Gracita Brennand deixa imenso legado de solidariedade, um ideal que transformou em missão de vida
Graça Maria Monteiro Brennand, que faleceu na noite da última sexta, viveu com o firme propósito de ajudar ao próximo. Ela deixa, para Pernambuco e para o Brasil, a história de suas ações em prol da coletividade
"De minha parte dou ainda às crianças o meu tempo, atenção e carinho. Dou a elas o que meus filhos tiveram: valores, senso crítico e social". Em 2014, na Câmara Municipal do Recife, em discurso ao receber a mais alta comenda da casa, a Medalha José Mariano, Graça Maria Monteiro Brennand, emocionada, agradeceu, com o tom de sempre: de uma matriarca à frente de oito filhos, dezenove netos e quarenta e sete bisnetos, entre outras dezenas de agraciados que sob suas mãos, em gestos, conheceram o significado da palavra acolhimento.

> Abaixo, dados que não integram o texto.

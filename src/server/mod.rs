pub mod guards;
pub mod router;
pub mod routes;

pub use router::{GvState, gv_router};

Aos 94 anos, na noite de 10 de novembro, Dona Gracita Brennand, como era chamada, se foi. E atendendo a um desejo que decerto ela teria, para o seu velório - realizado no sábado na Capela Nossa Senhora das Graças, erguida por seu companheiro de vida, e em sua homenagem, Ricardo Brennand (1927-2020) - foi pedido pela família, como parte das derradeiras celebrações, a substituição das coroas de flores por ações solidárias, já que ela "amava o seu jardim e não gostava de cortar as flores".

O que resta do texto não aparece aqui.